So I successfully made 2 queens in May. So what now? How about a simple inspection on my Top Nuc last Wednesday. Obviously a nice tight brood pattern. And, WHAT, more queen cells? Yep, for whatever reason, they ain't happy with the new laying queen (the Top Nuc INSISTs on top quality, I suppose). Bees also love backups. So do I. So when I saw this frame I was delighted. No rest for the beekeeper: I knew instantly I would immediately turn around and make up two new one-frame nucleus colonies. I'd give each nuc a queen cell, and leave the third one for the Top Nuc to requeen itself. This frame had 3 capped QC's and one queen cup underway. This photo was taken on Day 9 or 10.
I started the following Thursday after work and close to sundown, stirring up the big hive underneath the Top Nuc. I had to steal 4 frames to make up two queenless 2-frame nucs (remember, I'm leaving one queen cell for the Top Nuc to requeen itself with). I had to steal 2 frames of brood with plenty of nurse bees and capped brood that will emerge in the coming 3 weeks, and not too many eggs left for the nurses to take care of, and 2 frames of food, both honey and pollen.
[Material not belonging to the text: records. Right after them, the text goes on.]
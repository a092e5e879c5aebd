//! Opaque-pixel envelopes of decoded images.

use crate::config::{PipelineConfig, TransparentPolicy};
use crate::error::{AtlasPipelineError, Result};
use crate::model::{Rect, Resource, ResourceGeometry, ResourceId};
use image::RgbaImage;

/// Computes the tightest box holding every pixel whose alpha exceeds `threshold`.
///
/// `pixels` is a tightly packed RGBA8 buffer of `width * height` pixels. Each edge is
/// found by its own directional scan that stops at the first opaque pixel. Returns
/// `None` when the image has no opaque pixel at all.
///
/// # Panics
/// If `pixels` holds fewer than `width * height * 4` bytes.
pub fn scan_opaque_bounds(pixels: &[u8], width: u32, height: u32, threshold: u8) -> Option<Rect> {
    let (w, h) = (width as usize, height as usize);
    assert!(
        pixels.len() >= w * h * 4,
        "RGBA buffer of {} bytes is too small for {}x{}",
        pixels.len(),
        width,
        height
    );
    let opaque = |x: usize, y: usize| pixels[(y * w + x) * 4 + 3] > threshold;

    // left to right
    let left = (0..w).find(|&x| (0..h).any(|y| opaque(x, y)))?;
    // right to left
    let right = (0..w).rev().find(|&x| (0..h).any(|y| opaque(x, y)))? + 1;
    // top to bottom
    let top = (0..h).find(|&y| (0..w).any(|x| opaque(x, y)))?;
    // bottom to top
    let bottom = (0..h).rev().find(|&y| (0..w).any(|x| opaque(x, y)))? + 1;

    Some(Rect::new(
        left as u32,
        top as u32,
        (right - left) as u32,
        (bottom - top) as u32,
    ))
}

/// Envelope of an RGBA buffer with the fully-transparent fallback applied.
pub fn extract_envelope(
    pixels: &[u8],
    width: u32,
    height: u32,
    threshold: u8,
    policy: TransparentPolicy,
) -> Rect {
    scan_opaque_bounds(pixels, width, height, threshold).unwrap_or(match policy {
        TransparentPolicy::OneByOne => Rect::new(0, 0, 1.min(width), 1.min(height)),
        TransparentPolicy::FullFrame => Rect::new(0, 0, width, height),
    })
}

pub fn envelope_of(rgba: &RgbaImage, cfg: &PipelineConfig) -> Rect {
    let (w, h) = rgba.dimensions();
    extract_envelope(
        rgba.as_raw(),
        w,
        h,
        cfg.alpha_threshold,
        cfg.transparent_policy,
    )
}

/// Decodes a stored binary into RGBA8, rejecting zero-sized images.
pub fn decode_rgba(resource: ResourceId, bytes: &[u8]) -> Result<RgbaImage> {
    let rgba = image::load_from_memory(bytes)?.to_rgba8();
    let (w, h) = rgba.dimensions();
    if w == 0 || h == 0 {
        return Err(AtlasPipelineError::InvalidGeometry {
            resource,
            reason: format!("decoded image is {w}x{h}"),
        });
    }
    Ok(rgba)
}

/// Computes and stores the raw size and envelope of `resource`.
///
/// Any previous placement is kept only when the recomputed envelope is unchanged, so
/// rerunning on the same pixels leaves the record identical.
pub fn record_geometry(resource: &mut Resource, rgba: &RgbaImage, cfg: &PipelineConfig) {
    let (w, h) = rgba.dimensions();
    let mut geometry = ResourceGeometry::new(w, h, envelope_of(rgba, cfg));
    if let Some(previous) = resource.geometry {
        if previous.envelope == geometry.envelope
            && previous.raw_width == w
            && previous.raw_height == h
        {
            geometry.placement = previous.placement;
        }
    }
    resource.geometry = Some(geometry);
}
I was honored with one sting that night for my efforts on my right arm.
The queen cells were all capped by Friday morning. This lets me know how old the cells were and therefore how the queen calendar will unfold on this cycle. I will leave the starts alone until the calendar tells me they should have laying queens in them, 14-18 days later (I'll probably wait 18 days to give them plenty of time).
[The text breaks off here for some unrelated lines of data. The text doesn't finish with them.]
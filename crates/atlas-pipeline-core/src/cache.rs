//! Build cache keyed by the structural hash of a finalized layout.
//!
//! The key covers rectangle geometry and resource ids only. Pixel content is not part of
//! it, so a resource whose bytes change without changing its envelope keeps hitting the
//! cached atlas.

use crate::error::{AtlasPipelineError, Result};
use crate::model::{
    ATLAS_EXTENSION_ID, ContentHash, PostProcessOperation, Rect, Resource, ResourceId,
    ResourceKind, ResourceRef,
};
use crate::orchestrator::AcceptedLayout;
use crate::store::ResourceStore;
use serde::Serialize;
use sha2::Digest as _;
use xxhash_rust::xxh3::{Xxh3, xxh3_64};

const XXH3_SEED: u64 = 0x5f0d_a7a5_c0de_1a75;

/// Seeded xxh3-128 over a typed byte stream.
struct StableHasher {
    inner: Xxh3,
}

impl StableHasher {
    fn new() -> Self {
        Self {
            inner: Xxh3::with_seed(XXH3_SEED),
        }
    }

    fn write_bytes(&mut self, b: &[u8]) {
        self.inner.update(b);
    }

    fn write_u8(&mut self, v: u8) {
        self.write_bytes(&[v]);
    }

    fn write_u64(&mut self, v: u64) {
        self.write_bytes(&v.to_le_bytes());
    }

    fn write_str(&mut self, s: &str) {
        self.write_u64(s.len() as u64);
        self.write_bytes(s.as_bytes());
    }

    fn write_json(&mut self, v: &serde_json::Value) {
        match v {
            serde_json::Value::Null => self.write_u8(0),
            serde_json::Value::Bool(x) => {
                self.write_u8(1);
                self.write_u8(u8::from(*x));
            }
            serde_json::Value::Number(n) => {
                self.write_u8(2);
                self.write_str(&n.to_string());
            }
            serde_json::Value::String(s) => {
                self.write_u8(3);
                self.write_str(s);
            }
            serde_json::Value::Array(items) => {
                self.write_u8(4);
                self.write_u64(items.len() as u64);
                for item in items {
                    self.write_json(item);
                }
            }
            serde_json::Value::Object(map) => {
                self.write_u8(5);
                let mut keys = map.keys().collect::<Vec<_>>();
                keys.sort();
                self.write_u64(keys.len() as u64);
                for k in keys {
                    self.write_str(k);
                    self.write_json(&map[k]);
                }
            }
        }
    }

    fn finish_hex(self) -> String {
        format!("{:032x}", self.inner.digest128())
    }
}

/// Deterministic hash of any serializable value; object key order does not matter.
pub fn structural_hash<T: Serialize + ?Sized>(value: &T) -> Result<String> {
    let v = serde_json::to_value(value)?;
    let mut h = StableHasher::new();
    h.write_json(&v);
    Ok(h.finish_hex())
}

#[derive(Serialize)]
struct LayoutFingerprint<'a> {
    rects: &'a [Rect],
    ids: &'a [ResourceId],
}

/// `post_process_hash` of a layout: `{rects, ids}` in task order.
pub fn layout_hash(layout: &AcceptedLayout) -> Result<String> {
    let rects: Vec<Rect> = layout.items.iter().map(|i| i.rect).collect();
    let ids = layout.ids();
    structural_hash(&LayoutFingerprint {
        rects: &rects,
        ids: &ids,
    })
}

/// Cache key and the operations list that produced it.
#[derive(Debug, Clone, PartialEq, Eq)]
pub struct CacheKey {
    pub operations: Vec<PostProcessOperation>,
    pub key: String,
}

impl CacheKey {
    pub fn for_layout(layout: &AcceptedLayout) -> Result<Self> {
        let operations = vec![PostProcessOperation {
            extension_id: ATLAS_EXTENSION_ID.to_string(),
            post_process_hash: layout_hash(layout)?,
        }];
        let key = structural_hash(&operations)?;
        Ok(Self { operations, key })
    }

    pub fn post_process_hash(&self) -> &str {
        &self.operations[0].post_process_hash
    }

    /// Store key of the encoded atlas produced for this key.
    pub fn binary_key(&self, atlas_id: ResourceId) -> String {
        format!("atlas-{atlas_id}-{}.png", self.post_process_hash())
    }
}

/// Finds a previously produced atlas whose operations hash to `key` and whose binary is
/// still in the store.
pub fn find<'a, S: ResourceStore + ?Sized>(
    records: impl IntoIterator<Item = &'a Resource>,
    key: &CacheKey,
    store: &S,
) -> Result<Option<&'a Resource>> {
    for r in records {
        if r.kind != ResourceKind::Atlas {
            continue;
        }
        let Some(pp) = &r.post_process else {
            continue;
        };
        if structural_hash(&pp.operations)? != key.key {
            continue;
        }
        let ResourceRef::Binary(binary) = &r.reference else {
            return Err(AtlasPipelineError::MalformedReference(format!(
                "atlas {} must reference its own binary, found '{}'",
                r.id, r.reference
            )));
        };
        if store.exists(binary) {
            return Ok(Some(r));
        }
    }
    Ok(None)
}

/// Fast (xxh3-64) and cryptographic (SHA-256) hashes of an encoded binary.
pub fn content_hash(bytes: &[u8]) -> ContentHash {
    ContentHash {
        len: bytes.len() as u64,
        xxh3: fast_hash(bytes),
        sha256: sha256_hex(bytes),
    }
}

pub fn fast_hash(bytes: &[u8]) -> String {
    format!("{:016x}", xxh3_64(bytes))
}

pub fn sha256_hex(bytes: &[u8]) -> String {
    let digest = sha2::Sha256::digest(bytes);
    let mut out = String::with_capacity(digest.len() * 2);
    for b in digest {
        out.push_str(&format!("{:02x}", b));
    }
    out
}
The following Friday morning, it was time to harvest 2 of the 3 queen cells. Like an idiot, I wore the same smelly beekeeping clothes I'd worn all week so I smelled like a forest fire by Friday morning. Bees rewarded me with two more stings, another on the right arm inches away from the first sting and one on my ring finger (do NOT wear jewelry in the apiary). Also, queenless nucs are ORNERY! They have no queen, for crying out loud!
And HEY, it was time for me to use my brand new QUEEN CELL PROTECTOR CUPS! They make it easy to place a queen cell on a frame (just push it in) and there's no worry of it falling and damaging the queen. Also, the cups prevent the bees from chewing out the sides of the queen cell if, for some reason, they see it as a foreign invader. This allows the queen to mature and then hatch. They can chew out the bottom of the cell to help release her when it's time, though. It's my first time using the protector cups, can't you tell?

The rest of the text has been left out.